CED-4 S81 and E88 face away from the CED-3 or CED-9 interaction sites that regulate apoptosis, but might be available to interact with a factor that licenses transient CED-3 activation for localized repair. (a) Ribbon structure shows a CED-4 dimer (most residues in tan, but CARD domain in green with S81 and E88 highlighted in red), with two interacting CED-3 fragment residues (indicated in blue) as determined from a crystal structure.
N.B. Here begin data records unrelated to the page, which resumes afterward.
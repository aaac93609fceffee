//! Credentialing compliance engine.
//!
//! Evaluates extracted document text against a catalog of hard (mandatory) and soft
//! (preferred) credentialing rules and produces a scored compliance report.

pub mod api;
pub mod config;
pub mod credentialing;
pub mod error;
pub mod telemetry;
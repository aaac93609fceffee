use crate::config::TelemetryConfig;
use std::fmt;
use tracing_subscriber::filter::ParseError;
use tracing_subscriber::EnvFilter;

#[derive(Debug)]
pub enum TelemetryError {
    EnvFilter { value: String, source: ParseError },
    Subscriber(Box<dyn std::error::Error + Send + Sync>),
}

impl fmt::Display for TelemetryError {
    fn fmt(&self, f: &mut fmt::Formatter<'_>) -> fmt::Result {
        match self {
            TelemetryError::EnvFilter { value, .. } => {
                write!(
                    f,
                    "invalid log level/filter '{}': unable to build EnvFilter",
                    value
                )
            }
            TelemetryError::Subscriber(err) => write!(f, "telemetry error: {err}"),
        }
    }
}

impl std::error::Error for TelemetryError {
    fn source(&self) -> Option<&(dyn std::error::Error + 'static)> {
        match self {
            TelemetryError::EnvFilter { source, .. } => Some(source),
            TelemetryError::Subscriber(err) => Some(&**err),
        }
    }
}

/// Install the process-wide subscriber. `RUST_LOG` wins over the configured level.
///
/// Output goes to stderr so CLI reports on stdout stay machine-readable.
pub fn init(config: &TelemetryConfig) -> Result<(), TelemetryError> {
    let env_filter = match EnvFilter::try_from_default_env() {
        Ok(filter) => filter,
        Err(_) => {
            EnvFilter::try_new(&config.log_level).map_err(|source| TelemetryError::EnvFilter {
                value: config.log_level.clone(),
                source,
            })?
        }
    };

    tracing_subscriber::fmt()
        .with_env_filter(env_filter)
        .with_writer(std::io::stderr)
        .with_target(false)
        .compact()
        .with_ansi(false)
        .try_init()
        .map_err(TelemetryError::Subscriber)
}

#[cfg(test)]
mod tests {
    use super::*;

    #[test]
    fn invalid_filter_reports_offending_value() {
        let err = TelemetryError::EnvFilter {
            value: "credentialing=loud".to_string(),
            source: EnvFilter::try_new("credentialing=loud").expect_err("filter is malformed"),
        };

        assert!(err.to_string().contains("credentialing=loud"));
        assert!(std::error::Error::source(&err).is_some());
    }
}
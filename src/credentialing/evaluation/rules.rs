use tracing::debug;

use super::super::catalog::Rule;
use super::super::report::RuleEvaluation;
use super::config::{HARD_RULE_MATCH_THRESHOLD, MAX_EVIDENCE_LINES, SOFT_RULE_MATCH_THRESHOLD};

/// Document text prepared once for case-insensitive keyword matching.
pub(crate) struct NormalizedText<'a> {
    raw: &'a str,
    lowered: String,
}

impl<'a> NormalizedText<'a> {
    pub fn new(raw: &'a str) -> Self {
        Self {
            raw,
            lowered: raw.to_lowercase(),
        }
    }

    fn contains(&self, keyword: &str) -> bool {
        self.lowered.contains(keyword)
    }

    /// Original lines mentioning any of `keywords`, in line order, each line at most once.
    fn evidence(&self, keywords: &[String]) -> Vec<String> {
        if keywords.is_empty() {
            return Vec::new();
        }

        self.raw
            .lines()
            .filter(|line| {
                let lowered = line.to_lowercase();
                keywords.iter().any(|keyword| lowered.contains(keyword))
            })
            .take(MAX_EVIDENCE_LINES)
            .map(str::to_string)
            .collect()
    }
}

pub(crate) fn evaluate_normalized(rule: &Rule, text: &NormalizedText<'_>) -> RuleEvaluation {
    let mut matched_keywords = Vec::new();
    let mut lowered_matches = Vec::new();
    for keyword in &rule.keywords {
        let lowered = keyword.to_lowercase();
        if text.contains(&lowered) {
            matched_keywords.push(keyword.clone());
            lowered_matches.push(lowered);
        }
    }

    let match_ratio = if rule.keywords.is_empty() {
        0.0
    } else {
        matched_keywords.len() as f64 / rule.keywords.len() as f64
    };

    let threshold = if rule.mandatory {
        HARD_RULE_MATCH_THRESHOLD
    } else {
        SOFT_RULE_MATCH_THRESHOLD
    };
    let compliant = match_ratio >= threshold;
    let confidence = if rule.mandatory {
        (match_ratio * 2.0).min(1.0)
    } else {
        match_ratio
    };
    let failure_reason = (!compliant).then(|| {
        describe_shortfall(matched_keywords.len(), rule.keywords.len(), threshold)
    });

    let evidence = text.evidence(&lowered_matches);

    debug!(
        rule_id = %rule.id,
        class = %rule.class(),
        matched = matched_keywords.len(),
        total = rule.keywords.len(),
        compliant,
        "evaluated rule"
    );

    RuleEvaluation {
        rule_id: rule.id.clone(),
        compliant,
        confidence,
        matched_keywords,
        match_ratio,
        evidence,
        failure_reason,
    }
}

fn describe_shortfall(matched: usize, total: usize, threshold: f64) -> String {
    if matched == 0 {
        format!("none of the {total} keywords were found")
    } else {
        format!(
            "matched {matched} of {total} keywords, below the {:.0}% threshold",
            threshold * 100.0
        )
    }
}
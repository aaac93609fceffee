//! Credentialing compliance: rule catalog, per-rule evaluation, scoring, and verdicts.
//!
//! Every caller (CLI, HTTP routes, batch jobs) goes through the single evaluation path in
//! [`evaluation`]; the catalog is passed in explicitly so alternate catalogs can be swapped in.

pub mod batch;
pub mod catalog;
pub mod evaluation;
pub mod extraction;
pub mod report;

pub use batch::{evaluate_batch, BatchSummary, DocumentInput, DocumentReport};
pub use catalog::{CatalogError, Rule, RuleCatalog, RuleClass, ScoringParameters};
pub use evaluation::{
    evaluate_document, evaluate_rule, ComplianceStatus, DocumentEvaluator, RuleEvaluator,
    ScoreBreakdown,
};
pub use extraction::{ExtractedFields, FieldName};
pub use report::{ComplianceReport, RuleEvaluation};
Note that the CARD domain is positioned apart from the CED-3 interaction domain and that S81 and E88 are oriented away from the main structure such that the subdomain that includes S81 and E88 might interact with another protein (or another region of a dynamic CED-4). (b) Ribbon structure shows a partial CED-4 dimer with one CARD domain depicted (CARD domain green, with S81 and E88 in red), binding to the CED-9 protein (magenta). Note that the CARD domain helix 6 containing S81 and E88 is positioned apart from the CED-9 interaction domain, with those AA positions facing outward from the protein. (c) A proposed model of CED-4 non-apoptotic function in neuronal repair shows (i) the two essential amino acids (S81 and E88 shown as yellow dots) in CED-4 helix 6 binding to a hypothetical inhibitor (red, indicated as a protein but could be an ion-binding site associated with conformational change); two green shades of CED-4 represent S and L isoforms. Upon injury (ii), the inhibition might be transiently relieved, enabling CED-4 to locally activate CED-3 caspase. Note that known apoptosis inhibitor CED-9 binds to the opposite side of the CARD helix 6 domain and is unlikely to be directly involved at the helix 6 sites. (iii) The substitution of alanine for S81 and E88 may reduce the affinity of the inhibitor to bind to the CED-4 dimer and subsequently increase the capacity to activate CED-3 in response to injury stress. When S81 and E88 in the CARD domain are absent, the interaction with the inhibitor is weakened and regeneration outgrowth is increased in a CED-3 caspase-dependent mechanism under injury conditions.